There have been multiple studies that show that meat waste is responsible for the greatest proportion of greenhouse gas emissions and use more energy than plant-based food.
McGarvey and his colleague Christine Costello published a study that compared estimated greenhouse gas emissions of the foods that were wasted in both the kitchen and dining hall after several meals at the University of Missouri. The “meat and protein” category was not the greatest amount of waste in weight but was still responsible for the giving off the most greenhouse gas emissions.
In another study, researchers studied the amount of energy used and greenhouse gas emissions of food items that were being produced and transported to a port in Sweden. They also found that animal-based foods used more energy and emitted more greenhouse gases than plant-based foods.

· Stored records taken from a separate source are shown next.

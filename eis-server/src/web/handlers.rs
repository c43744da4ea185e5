//! Route handlers.
//!
//! Every protected handler takes a [`CurrentUser`] and runs
//! [`UserContext::authorize`] before touching the store. Store work runs on
//! the blocking pool through [`Store::run`].

use axum::{
    body::Bytes,
    extract::{rejection::JsonRejection, rejection::QueryRejection, Path, Query, State},
    http::{
        header::{HeaderName, USER_AGENT},
        HeaderMap,
    },
    Json,
};
use axum_extra::extract::cookie::CookieJar;
use chrono::{Datelike, Utc};
use serde::{Deserialize, Serialize};
use serde_json::json;
use tracing::{info, warn};

use crate::auth::{
    verify_password, AccessFilter, CurrentUser, FacilityScope, PermissionCode, RoleCode,
    SessionInput, UserContext,
};
use crate::error::{EisError, FieldError, Result};
use crate::store::{
    record_detached, AuditAction, AuditEntry, CategorySummary, IngestOutcome, IngestSummary,
    IngestionLog, Puskesmas, ScreeningRow, Store, UserRecord, UserSummary,
};
use crate::web::cookies::{clear_refresh_cookie, clear_session_cookie, refresh_cookie, session_cookie};
use crate::web::AppState;
use crate::webhook::{read_body, FacilityRef, ScreeningPayload, SCREENING_EVENT};

const DEFAULT_LOG_LIMIT: u32 = 50;
const MAX_LOG_LIMIT: u32 = 200;

// =============================================================================
// Health Check
// =============================================================================

/// Health check response.
#[derive(Serialize)]
pub struct HealthResponse {
    pub status: &'static str,
}

/// Health check endpoint.
pub async fn health() -> Json<HealthResponse> {
    Json(HealthResponse { status: "ok" })
}

// =============================================================================
// Request helpers
// =============================================================================

/// Client address from the first `X-Forwarded-For` hop, else `X-Real-IP`.
fn client_ip(headers: &HeaderMap) -> Option<String> {
    let header = |name: &'static str| {
        headers
            .get(HeaderName::from_static(name))
            .and_then(|v| v.to_str().ok())
    };

    header("x-forwarded-for")
        .and_then(|v| v.split(',').next())
        .or_else(|| header("x-real-ip"))
        .map(str::trim)
        .filter(|v| !v.is_empty())
        .map(String::from)
}

fn user_agent(headers: &HeaderMap) -> Option<String> {
    headers
        .get(USER_AGENT)
        .and_then(|v| v.to_str().ok())
        .map(String::from)
}

fn json_body<T>(payload: std::result::Result<Json<T>, JsonRejection>) -> Result<T> {
    payload
        .map(|Json(body)| body)
        .map_err(|e| EisError::invalid("body", e.body_text()))
}

fn query_params<T>(query: std::result::Result<Query<T>, QueryRejection>) -> Result<T> {
    query
        .map(|Query(params)| params)
        .map_err(|e| EisError::invalid("query", e.body_text()))
}

/// Month and year from the query, defaulting to the current period.
fn period(month: Option<u32>, year: Option<i32>) -> Result<(u32, i32)> {
    let now = Utc::now();
    let month = month.unwrap_or_else(|| now.month());
    let year = year.unwrap_or_else(|| now.year());

    if !(1..=12).contains(&month) {
        return Err(EisError::invalid("month", "must be between 1 and 12"));
    }
    Ok((month, year))
}

// =============================================================================
// Session
// =============================================================================

#[derive(Debug, Deserialize)]
pub struct LoginRequest {
    #[serde(default)]
    pub email: String,
    #[serde(default)]
    pub password: String,
}

#[derive(Debug, Default, Deserialize)]
#[serde(rename_all = "camelCase")]
pub struct RefreshRequest {
    #[serde(default)]
    pub refresh_token: Option<String>,
}

/// The caller as the dashboard sees it.
#[derive(Debug, Serialize)]
#[serde(rename_all = "camelCase")]
pub struct SessionUser {
    pub user_id: String,
    pub email: String,
    pub role_code: RoleCode,
    pub puskesmas_id: Option<String>,
    pub wilayah_id: Option<String>,
    pub permissions: Vec<PermissionCode>,
}

impl From<&UserContext> for SessionUser {
    fn from(ctx: &UserContext) -> Self {
        Self {
            user_id: ctx.user_id.clone(),
            email: ctx.email.clone(),
            role_code: ctx.role_code,
            puskesmas_id: ctx.puskesmas_id.clone(),
            wilayah_id: ctx.wilayah_id.clone(),
            permissions: PermissionCode::ALL
                .into_iter()
                .filter(|p| ctx.has_permission(*p))
                .collect(),
        }
    }
}

#[derive(Debug, Serialize)]
#[serde(rename_all = "camelCase")]
pub struct SessionResponse {
    pub success: bool,
    pub token: String,
    pub refresh_token: String,
    pub expires_at: i64,
    pub user: SessionUser,
}

/// Issue a session and refresh credential pair and set both cookies.
fn start_session(
    state: &AppState,
    jar: CookieJar,
    user: &UserRecord,
) -> Result<(CookieJar, SessionResponse)> {
    let (token, claims) = state.tokens.issue_session(SessionInput {
        user_id: user.id.clone(),
        email: user.email.clone(),
        role_code: user.role_code,
        puskesmas_id: user.puskesmas_id.clone(),
        wilayah_id: user.wilayah_id.clone(),
    })?;
    let refresh_token = state.tokens.issue_refresh(&user.id)?;

    let secure = state.config.is_production();
    let jar = jar
        .add(session_cookie(&state.config.auth_cookie_name, &token, secure))
        .add(refresh_cookie(
            &state.config.refresh_cookie_name,
            &refresh_token,
            secure,
        ));

    let ctx = UserContext::from_claims(&claims);
    Ok((
        jar,
        SessionResponse {
            success: true,
            token,
            refresh_token,
            expires_at: claims.exp,
            user: SessionUser::from(&ctx),
        },
    ))
}

/// Email and password login.
///
/// Unknown email, wrong password and inactive account all answer with the
/// same 401.
pub async fn login(
    State(state): State<AppState>,
    headers: HeaderMap,
    jar: CookieJar,
    payload: std::result::Result<Json<LoginRequest>, JsonRejection>,
) -> Result<(CookieJar, Json<SessionResponse>)> {
    let request = json_body(payload)?;

    let mut errors = Vec::new();
    if request.email.trim().is_empty() {
        errors.push(FieldError::new("email", "is required"));
    }
    if request.password.is_empty() {
        errors.push(FieldError::new("password", "is required"));
    }
    if !errors.is_empty() {
        return Err(EisError::Validation(errors));
    }

    let LoginRequest { email, password } = request;
    let user = state
        .store
        .run(move |store| {
            let Some(user) = store.find_user_by_email(&email)? else {
                return Ok(None);
            };
            if !user.is_active || !verify_password(&password, &user.password_hash)? {
                return Ok(None);
            }
            store.touch_last_login(&user.id)?;
            Ok(Some(user))
        })
        .await?;

    let Some(user) = user else {
        warn!(ip = ?client_ip(&headers), "login_failed");
        return Err(EisError::Unauthenticated);
    };

    let (jar, response) = start_session(&state, jar, &user)?;

    info!(user_id = %user.id, role = %user.role_code, "login_succeeded");
    record_detached(
        &state.store,
        AuditEntry::new(&user.id, AuditAction::Login)
            .resource("session", None)
            .details(json!({ "roleCode": user.role_code }))
            .client(client_ip(&headers), user_agent(&headers)),
    );

    Ok((jar, Json(response)))
}

/// Clear the session cookies. Succeeds with or without a valid session.
pub async fn logout(
    State(state): State<AppState>,
    headers: HeaderMap,
    jar: CookieJar,
    user: Option<CurrentUser>,
) -> (CookieJar, Json<serde_json::Value>) {
    if let Some(CurrentUser(ctx)) = user {
        info!(user_id = %ctx.user_id, "logout");
        record_detached(
            &state.store,
            AuditEntry::new(&ctx.user_id, AuditAction::Logout)
                .resource("session", None)
                .client(client_ip(&headers), user_agent(&headers)),
        );
    }

    let jar = jar
        .add(clear_session_cookie(&state.config.auth_cookie_name))
        .add(clear_refresh_cookie(&state.config.refresh_cookie_name));

    (jar, Json(json!({ "success": true })))
}

/// Trade a refresh credential for a new session. The refresh credential is
/// rotated as well.
pub async fn refresh(
    State(state): State<AppState>,
    headers: HeaderMap,
    jar: CookieJar,
    payload: Option<Json<RefreshRequest>>,
) -> Result<(CookieJar, Json<SessionResponse>)> {
    let token = payload
        .and_then(|Json(body)| body.refresh_token)
        .filter(|t| !t.is_empty())
        .or_else(|| {
            jar.get(&state.config.refresh_cookie_name)
                .map(|c| c.value().to_string())
        })
        .ok_or(EisError::Unauthenticated)?;

    let claims = state.tokens.verify_refresh(&token).ok_or_else(|| {
        warn!("refresh_token_invalid");
        EisError::Unauthenticated
    })?;

    let user_id = claims.sub;
    let user = state
        .store
        .run(move |store| Ok(store.find_user_by_id(&user_id)?))
        .await?
        .filter(|u| u.is_active)
        .ok_or_else(|| {
            warn!("refresh_user_unavailable");
            EisError::Unauthenticated
        })?;

    let (jar, response) = start_session(&state, jar, &user)?;

    info!(user_id = %user.id, "session_refreshed");
    record_detached(
        &state.store,
        AuditEntry::new(&user.id, AuditAction::RefreshToken)
            .resource("session", None)
            .client(client_ip(&headers), user_agent(&headers)),
    );

    Ok((jar, Json(response)))
}

/// The authenticated caller.
pub async fn me(CurrentUser(ctx): CurrentUser) -> Json<serde_json::Value> {
    Json(json!({ "success": true, "user": SessionUser::from(&ctx) }))
}

// =============================================================================
// Dashboard
// =============================================================================

#[derive(Debug, Deserialize)]
#[serde(rename_all = "camelCase")]
pub struct SummaryQuery {
    pub month: Option<u32>,
    pub year: Option<i32>,
    pub puskesmas_id: Option<String>,
}

#[derive(Debug, Serialize)]
#[serde(rename_all = "camelCase")]
pub struct SummaryResponse {
    pub success: bool,
    pub month: u32,
    pub year: i32,
    pub scope: AccessFilter,
    pub categories: Vec<CategorySummary>,
}

/// Aggregated screening figures for the caller's scope, optionally narrowed
/// to one puskesmas.
pub async fn dashboard_summary(
    State(state): State<AppState>,
    headers: HeaderMap,
    CurrentUser(ctx): CurrentUser,
    query: std::result::Result<Query<SummaryQuery>, QueryRejection>,
) -> Result<Json<SummaryResponse>> {
    let query = query_params(query)?;
    let (month, year) = period(query.month, query.year)?;

    let resolved = ctx.authorize(
        PermissionCode::ViewDashboard,
        FacilityScope::Required(query.puskesmas_id),
    )?;
    let filter = match &resolved {
        Some(id) => AccessFilter::for_puskesmas(id.clone()),
        None => ctx.filter_by_access()?,
    };

    let scope = filter.clone();
    let categories = state
        .store
        .run(move |store| Ok(store.screening_summary(&filter, month, year)?))
        .await?;

    record_detached(
        &state.store,
        AuditEntry::new(&ctx.user_id, AuditAction::ViewDashboard)
            .resource("dashboard", resolved)
            .details(json!({ "month": month, "year": year }))
            .client(client_ip(&headers), user_agent(&headers)),
    );

    Ok(Json(SummaryResponse {
        success: true,
        month,
        year,
        scope,
        categories,
    }))
}

#[derive(Debug, Deserialize)]
pub struct PeriodQuery {
    pub month: Option<u32>,
    pub year: Option<i32>,
}

#[derive(Debug, Serialize)]
#[serde(rename_all = "camelCase")]
pub struct DetailResponse {
    pub success: bool,
    pub puskesmas: Puskesmas,
    pub rows: Vec<ScreeningRow>,
}

/// Facility-level screening rows.
pub async fn puskesmas_screening(
    State(state): State<AppState>,
    headers: HeaderMap,
    CurrentUser(ctx): CurrentUser,
    Path(puskesmas_id): Path<String>,
    query: std::result::Result<Query<PeriodQuery>, QueryRejection>,
) -> Result<Json<DetailResponse>> {
    let query = query_params(query)?;
    if let Some(month) = query.month {
        if !(1..=12).contains(&month) {
            return Err(EisError::invalid("month", "must be between 1 and 12"));
        }
    }

    ctx.authorize(PermissionCode::ViewOwnPuskesmas, FacilityScope::NotRequired)?;
    if !ctx.can_view_detail(Some(&puskesmas_id)) {
        warn!(user_id = %ctx.user_id, puskesmas_id = %puskesmas_id, "detail_access_denied");
        return Err(EisError::forbidden("puskesmas outside your scope"));
    }

    let id = puskesmas_id.clone();
    let (puskesmas, rows) = state
        .store
        .run(move |store| {
            let puskesmas = store
                .find_puskesmas(&FacilityRef::Id(id.clone()))?
                .ok_or_else(|| EisError::NotFound(format!("puskesmas {}", id)))?;
            let rows =
                store.screening_rows(&AccessFilter::for_puskesmas(id), query.month, query.year)?;
            Ok((puskesmas, rows))
        })
        .await?;

    record_detached(
        &state.store,
        AuditEntry::new(&ctx.user_id, AuditAction::ViewDetail)
            .resource("puskesmas", Some(puskesmas_id))
            .details(json!({ "month": query.month, "year": query.year, "rows": rows.len() }))
            .client(client_ip(&headers), user_agent(&headers)),
    );

    Ok(Json(DetailResponse {
        success: true,
        puskesmas,
        rows,
    }))
}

So what do we do? Do we have to all give up meat and become vegetarians? What if we refuse to give up eating burgers or a nice juicy steak? Well, here is some good news. It looks like you can start by just cutting back a little.
McGarvey says, “Try to err on the low side for meats and have your ‘just in case’ overproduction in plant-based foods. And of course, don’t throw away leftovers, but especially not meat leftovers!”
So, if you're going to buy meat to cook, only buy what you will actually eat. But moral of the story is: Eat more vegetables.
Frozen foods remain safe indefinitely, and the USDA recommends cutting up your meat into smaller pieces when you freeze them. If you are worried about keeping your frozen foods fresh, refer to these storage times to make sure your frozen meat doesn’t lose its quality.
So you don’t have to give up meat just yet, but it is something to think about. Be more cautious and think about the future. We all want to leave this world a better place for our kids and for future generations to come.